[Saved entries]
================================

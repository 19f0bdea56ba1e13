use serde::Serialize;

/// Quality metrics computed for one frame.
#[derive(Clone, Copy, Debug, PartialEq, Serialize)]
pub struct FrameMetrics {
    /// Variance of the Laplacian of the luminance image.
    pub sharpness: f64,
    /// Mean luminance, in `[0, 255]`.
    pub brightness: f64,
}

/// Immutable per-frame scoring result.
///
/// Refers to its frame by decode index only; the pixel buffer is owned
/// elsewhere (or already dropped, in two-pass mode).
#[derive(Clone, Copy, Debug, PartialEq, Serialize)]
pub struct FrameRecord {
    pub index: usize,
    pub sharpness: f64,
    pub brightness: f64,
}

impl FrameRecord {
    pub fn new(index: usize, metrics: FrameMetrics) -> Self {
        Self {
            index,
            sharpness: metrics.sharpness,
            brightness: metrics.brightness,
        }
    }

    /// Composite ranking score: `sharpness + brightness`.
    pub fn composite_score(&self) -> f64 {
        self.sharpness + self.brightness
    }
}

#[cfg(test)]
mod tests {
    use super::*;
    use approx::assert_relative_eq;

    #[test]
    fn test_new_copies_metrics() {
        let record = FrameRecord::new(
            3,
            FrameMetrics {
                sharpness: 12.5,
                brightness: 80.0,
            },
        );
        assert_eq!(record.index, 3);
        assert_relative_eq!(record.sharpness, 12.5);
        assert_relative_eq!(record.brightness, 80.0);
    }

    #[test]
    fn test_composite_score_is_sum() {
        let record = FrameRecord {
            index: 0,
            sharpness: 0.25,
            brightness: 100.5,
        };
        assert_eq!(record.composite_score(), 0.25 + 100.5);
    }
}
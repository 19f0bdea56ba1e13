pub mod decode_halt;
pub mod frame_sampler;
pub mod frame_source;
pub mod image_writer;
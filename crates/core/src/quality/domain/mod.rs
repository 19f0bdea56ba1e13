pub mod metric_engine;
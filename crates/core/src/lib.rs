pub mod api;
pub mod export;
pub mod pipeline;
pub mod quality;
pub mod ranking;
pub mod shared;
pub mod video;
use crate::shared::frame::Frame;
use crate::shared::frame_record::FrameMetrics;

/// Measures focus and exposure of a single frame.
///
/// Implementations must be pure: the same pixels always produce
/// bit-identical metrics, which lets scoring fan out across threads.
pub trait MetricEngine: Send + Sync {
    fn measure(&self, frame: &Frame) -> FrameMetrics;
}
use std::collections::{HashMap, HashSet};
use std::ops::ControlFlow;
use std::path::Path;
use std::time::Instant;

use crate::export::frame_exporter::{prepare_output_dir, ExportJob, ExportResult, FrameExporter};
use crate::export::output_naming::OutputNaming;
use crate::export::resize::resize_frame;
use crate::pipeline::pipeline_logger::{NullPipelineLogger, PipelineLogger};
use crate::pipeline::pipeline_stage::PipelineStage;
use crate::pipeline::scoring_executor::ScoringExecutor;
use crate::quality::domain::metric_engine::MetricEngine;
use crate::ranking::ranker::{rank, RankedRecord};
use crate::ranking::ranking_policy::{FrameRetention, RankingPolicy, ResizeStage};
use crate::shared::cancellation::CancellationToken;
use crate::shared::error::PipelineError;
use crate::shared::frame::Frame;
use crate::shared::frame_record::FrameRecord;
use crate::video::domain::decode_halt::DecodeHalt;
use crate::video::domain::frame_source::FrameSource;
use crate::video::domain::image_writer::ImageWriter;

/// Frames scored per batch while the two-pass strategy discards pixels.
const TWO_PASS_CHUNK: usize = 32;

/// Decode → score → rank → export for one source.
///
/// Resize timing follows `policy.resize_stage`: `BeforeScoring` downsamples
/// each frame as it is decoded (metrics and exports both see the reduced
/// image), `AfterSelection` scores full frames and only downsamples exports.
pub struct RankFramesUseCase {
    source: Box<dyn FrameSource>,
    engine: Box<dyn MetricEngine>,
    executor: Box<dyn ScoringExecutor>,
    exporter: FrameExporter,
    policy: RankingPolicy,
    naming: OutputNaming,
    logger: Box<dyn PipelineLogger>,
    cancel: CancellationToken,
    stage: PipelineStage,
}

impl RankFramesUseCase {
    pub fn new(
        source: Box<dyn FrameSource>,
        engine: Box<dyn MetricEngine>,
        executor: Box<dyn ScoringExecutor>,
        image_writer: Box<dyn ImageWriter>,
        policy: RankingPolicy,
        naming: OutputNaming,
    ) -> Result<Self, PipelineError> {
        policy.validate()?;
        let export_resize = match policy.resize_stage {
            ResizeStage::AfterSelection => policy.resize_factor,
            ResizeStage::BeforeScoring => 1.0,
        };
        let exporter =
            FrameExporter::new(image_writer, policy.compression_quality).with_resize(export_resize);
        Ok(Self {
            source,
            engine,
            executor,
            exporter,
            policy,
            naming,
            logger: Box::new(NullPipelineLogger),
            cancel: CancellationToken::new(),
            stage: PipelineStage::Idle,
        })
    }

    pub fn with_logger(mut self, logger: Box<dyn PipelineLogger>) -> Self {
        self.logger = logger;
        self
    }

    pub fn with_cancellation(mut self, cancel: CancellationToken) -> Self {
        self.cancel = cancel;
        self
    }

    pub fn with_export_workers(mut self, workers: usize) -> Self {
        self.exporter = self.exporter.with_workers(workers);
        self
    }

    pub fn stage(&self) -> PipelineStage {
        self.stage
    }

    /// Runs the pipeline once, writing selected frames under `output_dir`.
    ///
    /// Returns the exported frames in rank order. Only an unopenable source
    /// or cancellation is an error; everything else shortens the result.
    pub fn execute(
        &mut self,
        input: &Path,
        output_dir: &Path,
    ) -> Result<Vec<ExportResult>, PipelineError> {
        if self.stage != PipelineStage::Idle {
            let reason = if self.stage.is_terminal() {
                "a finished pipeline run cannot be restarted"
            } else {
                "an aborted pipeline run cannot be resumed"
            };
            return Err(PipelineError::InvalidPolicy(reason.into()));
        }

        let total = self.open_source(input)?;
        prepare_output_dir(output_dir);
        self.advance(PipelineStage::Decoding);

        let (records, retained) = match self.policy.retention {
            FrameRetention::InMemory => {
                let frames = self.decode_all(total)?;
                if frames.is_empty() {
                    return Ok(self.finish_empty());
                }
                self.advance(PipelineStage::Scoring);
                let start = Instant::now();
                let records = self
                    .executor
                    .score(&frames, self.engine.as_ref(), &self.cancel)?;
                self.logger.timing("score", elapsed_ms(start));
                (records, Some(frames))
            }
            FrameRetention::TwoPass => {
                // Moves to Scoring when the first chunk is scored.
                let records = self.decode_and_score(total)?;
                if records.is_empty() {
                    return Ok(self.finish_empty());
                }
                (records, None)
            }
        };

        self.advance(PipelineStage::Ranking);
        let start = Instant::now();
        let ranked = rank(&records, &self.policy);
        self.logger.timing("rank", elapsed_ms(start));
        self.logger.metric("frames_scored", records.len() as f64);
        self.logger.metric("frames_selected", ranked.len() as f64);

        self.advance(PipelineStage::Exporting);
        let start = Instant::now();
        let mut selected = match retained {
            Some(frames) => index_frames(frames),
            None => self.rescan_selected(input, &ranked)?,
        };
        let jobs = build_jobs(&ranked, &mut selected);
        let results = self
            .exporter
            .export_batch(jobs, output_dir, &self.naming, &self.cancel)?;
        self.logger.timing("export", elapsed_ms(start));
        self.logger.metric("frames_exported", results.len() as f64);

        self.advance(PipelineStage::Done);
        self.logger.summary();
        Ok(results)
    }

    fn advance(&mut self, next: PipelineStage) {
        advance_stage(&mut self.stage, next);
    }

    fn open_source(&mut self, input: &Path) -> Result<usize, PipelineError> {
        let metadata = self
            .source
            .open(input)
            .map_err(|e| PipelineError::SourceUnavailable {
                path: input.to_path_buf(),
                reason: e.to_string(),
            })?;
        let unit = if metadata.is_still_sequence() {
            "images"
        } else {
            "frames"
        };
        self.logger.info(&format!(
            "Opened {} ({} {unit} expected)",
            input.display(),
            metadata.total_frames
        ));
        Ok(metadata.total_frames)
    }

    fn finish_empty(&mut self) -> Vec<ExportResult> {
        self.logger.info("Source produced no frames");
        self.advance(PipelineStage::Done);
        Vec::new()
    }

    fn decode_all(&mut self, total: usize) -> Result<Vec<Frame>, PipelineError> {
        let start = Instant::now();
        let mut frames = Vec::new();
        let decoded = decode_frames(
            self.source.as_mut(),
            &self.policy,
            &self.cancel,
            self.logger.as_mut(),
            total,
            |frame| {
                frames.push(frame);
                Ok(ControlFlow::Continue(()))
            },
        );
        self.source.close();
        decoded?;
        self.logger.timing("decode", elapsed_ms(start));
        Ok(frames)
    }

    /// First pass of the two-pass strategy: keep records, drop pixels.
    fn decode_and_score(&mut self, total: usize) -> Result<Vec<FrameRecord>, PipelineError> {
        let start = Instant::now();
        let mut scorer = ChunkScorer {
            executor: self.executor.as_ref(),
            engine: self.engine.as_ref(),
            cancel: &self.cancel,
            stage: &mut self.stage,
            chunk: Vec::with_capacity(TWO_PASS_CHUNK),
            records: Vec::new(),
            score_ms: 0.0,
        };

        let decoded = decode_frames(
            self.source.as_mut(),
            &self.policy,
            &self.cancel,
            self.logger.as_mut(),
            total,
            |frame| {
                scorer.push(frame)?;
                Ok(ControlFlow::Continue(()))
            },
        );
        let flushed = decoded.and_then(|_| scorer.flush());
        self.source.close();
        flushed?;

        let ChunkScorer {
            records, score_ms, ..
        } = scorer;
        self.logger.timing("decode", elapsed_ms(start) - score_ms);
        self.logger.timing("score", score_ms);
        Ok(records)
    }

    /// Second pass of the two-pass strategy: re-decode only the winners.
    fn rescan_selected(
        &mut self,
        input: &Path,
        ranked: &[RankedRecord],
    ) -> Result<HashMap<usize, Frame>, PipelineError> {
        let mut wanted: HashSet<usize> = ranked.iter().map(|r| r.record.index).collect();
        let mut found = HashMap::with_capacity(wanted.len());
        if wanted.is_empty() {
            return Ok(found);
        }

        let total = self.open_source(input)?;
        let decoded = decode_frames(
            self.source.as_mut(),
            &self.policy,
            &self.cancel,
            self.logger.as_mut(),
            total,
            |frame| {
                if wanted.remove(&frame.index()) {
                    found.insert(frame.index(), frame);
                }
                Ok(if wanted.is_empty() {
                    ControlFlow::Break(())
                } else {
                    ControlFlow::Continue(())
                })
            },
        );
        self.source.close();
        decoded?;

        if !wanted.is_empty() {
            log::warn!(
                "{} selected frame(s) were not found on rescan",
                wanted.len()
            );
        }
        Ok(found)
    }
}

fn advance_stage(stage: &mut PipelineStage, next: PipelineStage) {
    debug_assert!(
        stage.can_advance_to(next),
        "illegal stage transition {stage} -> {next}"
    );
    log::debug!("Stage {stage} -> {next}");
    *stage = next;
}

/// Scores decoded frames in fixed-size batches, keeping records only.
struct ChunkScorer<'a> {
    executor: &'a dyn ScoringExecutor,
    engine: &'a dyn MetricEngine,
    cancel: &'a CancellationToken,
    stage: &'a mut PipelineStage,
    chunk: Vec<Frame>,
    records: Vec<FrameRecord>,
    score_ms: f64,
}

impl ChunkScorer<'_> {
    fn push(&mut self, frame: Frame) -> Result<(), PipelineError> {
        self.chunk.push(frame);
        if self.chunk.len() == TWO_PASS_CHUNK {
            self.flush()?;
        }
        Ok(())
    }

    fn flush(&mut self) -> Result<(), PipelineError> {
        if self.chunk.is_empty() {
            return Ok(());
        }
        if *self.stage == PipelineStage::Decoding {
            advance_stage(self.stage, PipelineStage::Scoring);
        }
        let start = Instant::now();
        let scored = self.executor.score(&self.chunk, self.engine, self.cancel)?;
        self.score_ms += elapsed_ms(start);
        self.records.extend(scored);
        self.chunk.clear();
        Ok(())
    }
}

/// Pulls frames through the decode-halt adapter, applying pre-scoring resize,
/// until the source ends or `sink` breaks. Returns the number of frames decoded.
fn decode_frames(
    source: &mut dyn FrameSource,
    policy: &RankingPolicy,
    cancel: &CancellationToken,
    logger: &mut dyn PipelineLogger,
    total: usize,
    mut sink: impl FnMut(Frame) -> Result<ControlFlow<()>, PipelineError>,
) -> Result<usize, PipelineError> {
    let mut frames = DecodeHalt::new(source.frames());
    while let Some(frame) = frames.next() {
        if cancel.is_cancelled() {
            return Err(PipelineError::Cancelled);
        }
        let frame = match policy.resize_stage {
            ResizeStage::BeforeScoring => resize_frame(frame, policy.resize_factor),
            ResizeStage::AfterSelection => frame,
        };
        logger.progress(frames.decoded(), total);
        if sink(frame)?.is_break() {
            break;
        }
    }
    if frames.halted() {
        logger.info(&format!(
            "Source ended early after {} frame(s)",
            frames.decoded()
        ));
    }
    Ok(frames.decoded())
}

fn index_frames(frames: Vec<Frame>) -> HashMap<usize, Frame> {
    frames.into_iter().map(|f| (f.index(), f)).collect()
}

fn build_jobs(ranked: &[RankedRecord], frames: &mut HashMap<usize, Frame>) -> Vec<ExportJob> {
    ranked
        .iter()
        .enumerate()
        .filter_map(|(ordinal, r)| {
            let frame = frames.remove(&r.record.index)?;
            Some(ExportJob {
                ordinal,
                frame,
                score: r.score,
            })
        })
        .collect()
}

fn elapsed_ms(start: Instant) -> f64 {
    start.elapsed().as_secs_f64() * 1000.0
}
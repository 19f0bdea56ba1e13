/// File naming for exported frames.
///
/// Names are derived from a caller-assigned ordinal, so every export in a
/// batch has a distinct path before any writing starts.
#[derive(Debug, Clone, PartialEq, Eq)]
pub enum OutputNaming {
    /// `<prefix><ordinal>.<extension>`, ordinals from 0 (e.g. `frame_0.jpg`).
    Ordinal { prefix: String, extension: String },
    /// `ranked_<ordinal + 1>_<source name>`; sources without a name fall back
    /// to `frame_<index>.jpg` for the tail.
    RankedOriginal,
}

impl OutputNaming {
    /// The `frame_<i>.jpg` scheme used for video exports.
    pub fn frame_jpg() -> Self {
        Self::Ordinal {
            prefix: "frame_".into(),
            extension: "jpg".into(),
        }
    }

    pub fn file_name(&self, ordinal: usize, frame_index: usize, source_name: Option<&str>) -> String {
        match self {
            Self::Ordinal { prefix, extension } => format!("{prefix}{ordinal}.{extension}"),
            Self::RankedOriginal => match source_name {
                Some(name) => format!("ranked_{}_{name}", ordinal + 1),
                None => format!("ranked_{}_frame_{frame_index}.jpg", ordinal + 1),
            },
        }
    }
}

================================

#### WHAT YOU SHOULD DO
Wherever a line in the data above holds the word "format", copy that line.

#### EXERCISE OUTPUT
        self.logger.info(&format!(
        logger.info(&format!(
            Self::Ordinal { prefix, extension } => format!("{prefix}{ordinal}.{extension}"),
                Some(name) => format!("ranked_{}_{name}", ordinal + 1),
                None => format!("ranked_{}_frame_{frame_index}.jpg", ordinal + 1),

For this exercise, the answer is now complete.